Yes, they're probably using reduced targets. There's a standardized set of reduced range NMC targets that are used for 300, 200, and 100yd matches. Otherwise the full-range targets are huge. You'd definately notice the difference.

Citizen Carrier
August 11, 2009, 10:50 AM
Zediker's "Competitive AR15, The Mouse that Roared" has him writing to get a 1:7, and certainly not a 1:9.

But perhaps this is an older printing before 1:8s were available?

emcon5
August 11, 2009, 01:07 PM
Zediker's "Competitive AR15, The Mouse that Roared" has him writing to get a 1:7, and certainly not a 1:9.

But perhaps this is an older printing before 1:8s were available?

I suspect what he is talking about in 1:7 is Jack Krieger's excellent barrels, which are really 1:7.7, not that far from 1:8.
http://www.kriegerbarrels.com/DCM__AR_15-c1246-wp3394.htm

According to Jack, his 1:7.7 is good up to 80 grains, and 1:9 is good up to 69 grains. Krieger has been the gold standard for service rifle barrels for a long time, I don't think that has changed.
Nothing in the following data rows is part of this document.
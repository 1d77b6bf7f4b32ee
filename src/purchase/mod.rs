pub mod actions;
pub mod model;

pub use actions::PurchaseAction;
pub use model::{Purchase, PurchaseRequest, PurchaseStatus};
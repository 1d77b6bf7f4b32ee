use serde::{Deserialize, Deserializer, Serialize, Serializer};
use std::cmp::Ordering;
use std::fmt;

// region:    --- History No
/// 물건이력번호 (회차별 식별자)
///
/// 서버는 숫자로, 일부 응답은 문자열로 내려준다. 둘 다 부호 없는 정수이면
/// 숫자로 비교하고, 숫자는 비숫자보다 앞에 오며, 비숫자끼리는 사전순으로 비교한다.
#[derive(Debug, Clone, PartialEq, Eq, Hash)]
pub struct HistoryNo(String);

impl HistoryNo {
    pub fn new(raw: impl Into<String>) -> Self {
        Self(raw.into().trim().to_string())
    }

    pub fn as_str(&self) -> &str {
        &self.0
    }

    /// 정수 값 (정수가 아니면 None)
    pub fn numeric(&self) -> Option<u64> {
        if self.0.is_empty() || !self.0.bytes().all(|b| b.is_ascii_digit()) {
            return None;
        }
        self.0.parse().ok()
    }
}

impl Ord for HistoryNo {
    fn cmp(&self, other: &Self) -> Ordering {
        match (self.numeric(), other.numeric()) {
            (Some(a), Some(b)) => a.cmp(&b).then_with(|| self.0.cmp(&other.0)),
            (Some(_), None) => Ordering::Less,
            (None, Some(_)) => Ordering::Greater,
            (None, None) => self.0.cmp(&other.0),
        }
    }
}

impl PartialOrd for HistoryNo {
    fn partial_cmp(&self, other: &Self) -> Option<Ordering> {
        Some(self.cmp(other))
    }
}

impl fmt::Display for HistoryNo {
    fn fmt(&self, f: &mut fmt::Formatter<'_>) -> fmt::Result {
        f.write_str(&self.0)
    }
}

impl From<&str> for HistoryNo {
    fn from(raw: &str) -> Self {
        Self::new(raw)
    }
}

impl From<u64> for HistoryNo {
    fn from(raw: u64) -> Self {
        Self(raw.to_string())
    }
}

impl Serialize for HistoryNo {
    fn serialize<S: Serializer>(&self, serializer: S) -> Result<S::Ok, S::Error> {
        // 서버 컬럼은 long 이므로 정규형 정수는 숫자로 보낸다
        match self.numeric() {
            Some(n) if n.to_string() == self.0 => serializer.serialize_u64(n),
            _ => serializer.serialize_str(&self.0),
        }
    }
}

impl<'de> Deserialize<'de> for HistoryNo {
    fn deserialize<D: Deserializer<'de>>(deserializer: D) -> Result<Self, D::Error> {
        #[derive(Deserialize)]
        #[serde(untagged)]
        enum Raw {
            Number(u64),
            Text(String),
        }

        Ok(match Raw::deserialize(deserializer)? {
            Raw::Number(n) => HistoryNo::from(n),
            Raw::Text(s) => HistoryNo::new(s),
        })
    }
}

// endregion: --- History No

// region:    --- Goods
/// 공매물건 모델
#[derive(Debug, Clone, Default, PartialEq, Serialize, Deserialize)]
#[serde(rename_all = "camelCase")]
pub struct Goods {
    #[serde(default, skip_serializing_if = "Option::is_none")]
    pub history_no: Option<HistoryNo>,
    /// 물건관리번호 (예: 2025-09090-001), 회차 공통
    #[serde(default, skip_serializing_if = "Option::is_none")]
    pub goods_no: Option<String>,
    #[serde(default, skip_serializing_if = "Option::is_none")]
    pub goods_name: Option<String>,
    #[serde(default, skip_serializing_if = "Option::is_none")]
    pub goods_detail: Option<String>,
    /// 감정가
    #[serde(default, skip_serializing_if = "Option::is_none")]
    pub appraisal_price: Option<i64>,
    /// 최저입찰가
    #[serde(default, skip_serializing_if = "Option::is_none")]
    pub min_bid_price: Option<i64>,
    /// 입찰시작일시 (YYYYMMDDHHmmss)
    #[serde(default, skip_serializing_if = "Option::is_none")]
    pub bid_start_date: Option<String>,
    /// 입찰마감일시 (YYYYMMDDHHmmss)
    #[serde(default, skip_serializing_if = "Option::is_none")]
    pub bid_close_date: Option<String>,
    #[serde(default, skip_serializing_if = "Option::is_none")]
    pub notice_no: Option<String>,
    /// 물건진행상태명 (예: 인터넷입찰진행중)
    #[serde(default, skip_serializing_if = "Option::is_none")]
    pub status_name: Option<String>,
    /// 지번 주소
    #[serde(default, skip_serializing_if = "Option::is_none")]
    pub address: Option<String>,
    /// 도로명 주소
    #[serde(default, skip_serializing_if = "Option::is_none")]
    pub road_address: Option<String>,
    #[serde(default, skip_serializing_if = "Option::is_none")]
    pub sale_type_code: Option<String>,
    #[serde(default, skip_serializing_if = "Option::is_none")]
    pub sale_type_name: Option<String>,
    #[serde(default, skip_serializing_if = "Option::is_none")]
    pub bid_method_name: Option<String>,
    #[serde(default, skip_serializing_if = "Option::is_none")]
    pub category_name: Option<String>,
    /// 조회수
    #[serde(default, skip_serializing_if = "Option::is_none")]
    pub inquiry_count: Option<i64>,
    /// 관심물건 등록 수
    #[serde(default, skip_serializing_if = "Option::is_none")]
    pub favorite_count: Option<i64>,
    #[serde(default, skip_serializing_if = "Option::is_none")]
    pub fee_rate: Option<String>,
    #[serde(default, skip_serializing_if = "Option::is_none")]
    pub image_files: Option<String>,
}

impl Goods {
    /// 표시용 주소 (도로명 우선)
    pub fn display_address(&self) -> Option<&str> {
        self.road_address
            .as_deref()
            .filter(|s| !s.is_empty())
            .or_else(|| self.address.as_deref().filter(|s| !s.is_empty()))
    }
}

// endregion: --- Goods


// endregion: --- Tests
Frank White at Compass Lake Engineering (http://www.compasslake.com/service.htm) uses Krieger 1:7.7 blanks on his high end rifles, as does Clint at Fulton Armory (http://www.fulton-armory.com/FAR15NM.htm). It looks like White Oak (http://www.whiteoakprecision.com/pricing-products.htm) uses Krieger on their high end uppers as well.

The old joke on the 1:9 is that it is "one size fits none", too fast of a twist for the light bullets, and too slow for the better high BC heavy ones.

For what it is worth, I haven't found that to be the case with my 1:9 Colt barrel. It really likes Hornady 75 grain AMAX bullets, I haven't tried the 77 SMK in it. It also shoots the 52 grain SMKs very well though. That particular barrel would be fine for reduced course Highpower matches, and workable for full course, but I would be giving up a little ballisticly with the Hornady 75 AMAX over the 80 SMK at 600 yards. Then again, maybe not, Hornady claims a higher BC (.435) for the AMAX than Sierra does for the 80 SMK (.420 at best, dropping at the bullet slows)

I may have got lucky though, I have heard of people trying the 75 AMAX in a 1:9 with horrible accuracy.

I have shot full course with My 1:8 Armalite upper, and it shoots the 80 gr SMKs just fine.

kbear
August 12, 2009, 01:16 AM
The rules for NRA HP Rifle have changed this year. You no longer start in the standing position for either rapid fire sitting or rapid fire prone. You now start in position but the magazine has to be on the ground.

In CMP it is still stand to sitting/prone but you start with the bolt closed on an empty chamber with the magazine in the rifle.

There is now a big difference between the NRA and CMP rules.

emcon5
August 13, 2009, 10:29 PM
The rules for NRA HP Rifle have changed this year. You no longer start in the standing position for either rapid fire sitting or rapid fire prone. You now start in position but the magazine has to be on the ground.

Really? I haven't competed for a couple years.

Why did they change it? It wasn't all that difficult. Even starting from standing and really pacing myself I have never come close to running out of time sitting or prone.

shooterer
August 14, 2009, 07:54 AM
Emcon5,

For safety reasons.:cool:They claimed that other shooters were being swept with muzzles on the way down.:eek:. Some say it was to keep the older good shooters shooting.:rolleyes:

Jim

kbear
August 14, 2009, 08:34 PM
The worst part is having NRA rules and CMP rules different. The nice part about the new NRA rules is that you can get a really good NPA.